他觉得,对自己这样年纪五十二岁、结过婚又离了婚的男人来说,性需求的问题可算是解决得相当不错了。

1. If the Chinese writing system is not part of your cultural repertoire, this sentence is quite literally unreadable. You may recognize it as Chinese but is it Mandarin, Cantonese, Hokkien or Teochew? Recasting it in pinyin may make it more legible in the most basic sense—that is pronounceable—if you are familiar with Latinate writing systems:

Tā juédé, duì zìjǐ zhèyàng niánjì wǔ’shíèr suì, jiéguò hūn yòu líle hūn de nánrén lái shuō, xìng xūqiú de wèntí kě suànshì jiějué dé xiāngdāng bùcuòle.

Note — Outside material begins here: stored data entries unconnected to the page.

// SPDX-License-Identifier: Apache-2.0
// Copyright 2025 itsakeyfut
//
// Licensed under the Apache License, Version 2.0 (the "License");
// you may not use this file except in compliance with the License.
// You may obtain a copy of the License at
//
//     http://www.apache.org/licenses/LICENSE-2.0
//
// Unless required by applicable law or agreed to in writing, software
// distributed under the License is distributed on an "AS IS" BASIS,
// WITHOUT WARRANTIES OR CONDITIONS OF ANY KIND, either express or implied.
// See the License for the specific language governing permissions and
// limitations under the License.

use super::super::decode::{HiLoOp, MulDivOp};
use super::super::CPU;

impl CPU {
    // === Multiply and Divide ===

    /// MULT, MULTU, DIV, DIVU
    ///
    /// Results go to HI/LO. Division never traps: division by zero and
    /// `i32::MIN / -1` produce the fixed results the hardware does.
    pub(super) fn op_muldiv(&mut self, op: MulDivOp, rs: u8, rt: u8) {
        let a = self.reg(rs);
        let b = self.reg(rt);

        let (hi, lo) = match op {
            MulDivOp::Mult => {
                let product = (a as i32 as i64) * (b as i32 as i64);
                ((product >> 32) as u32, product as u32)
            }
            MulDivOp::Multu => {
                let product = (a as u64) * (b as u64);
                ((product >> 32) as u32, product as u32)
            }
            MulDivOp::Div => {
                let n = a as i32;
                let d = b as i32;
                if d == 0 {
                    // Quotient is -1 for non-negative dividends, +1 otherwise
                    let lo = if n >= 0 { 0xFFFF_FFFF } else { 1 };
                    (n as u32, lo)
                } else if n == i32::MIN && d == -1 {
                    (0, 0x8000_0000)
                } else {
                    ((n % d) as u32, (n / d) as u32)
                }
            }
            MulDivOp::Divu => {
                if b == 0 {
                    (a, 0xFFFF_FFFF)
                } else {
                    (a % b, a / b)
                }
            }
        };

        self.hi = hi;
        self.lo = lo;
    }

    /// MFHI, MTHI, MFLO, MTLO
    pub(super) fn op_hilo(&mut self, op: HiLoOp, reg: u8) {
        match op {
            HiLoOp::Mfhi => self.set_reg(reg, self.hi),
            HiLoOp::Mflo => self.set_reg(reg, self.lo),
            HiLoOp::Mthi => self.hi = self.reg(reg),
            HiLoOp::Mtlo => self.lo = self.reg(reg),
        }
    }
}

Yet, even in this form, you are still likely to be left guessing. How exactly do you say ‘xìng’, for instance? Even if English is not your first language, you will probably feel more comfortable with the following translation:

In his opinion, as a 52-year-old man who got married and then divorced, he solves the problem of sex very well.

By this point, if you have read J.M. Coetzee’s Disgrace (1999), you may have recognized this as a version of his own first sentence:

For a man of his age, fifty-two, divorced, he has, to his mind, solved the problem of sex rather well. (1)

Like the back translation, these twenty familiar English words pose no real difficulties when it comes to pronunciation and even their sense, individually and grammatically, is clear. And yet this is one of the most opaquely transparent opening sentences ever written, making it, for the English-reading world, the literary equivalent of a koan. Why is this? And what sense are we to make of it?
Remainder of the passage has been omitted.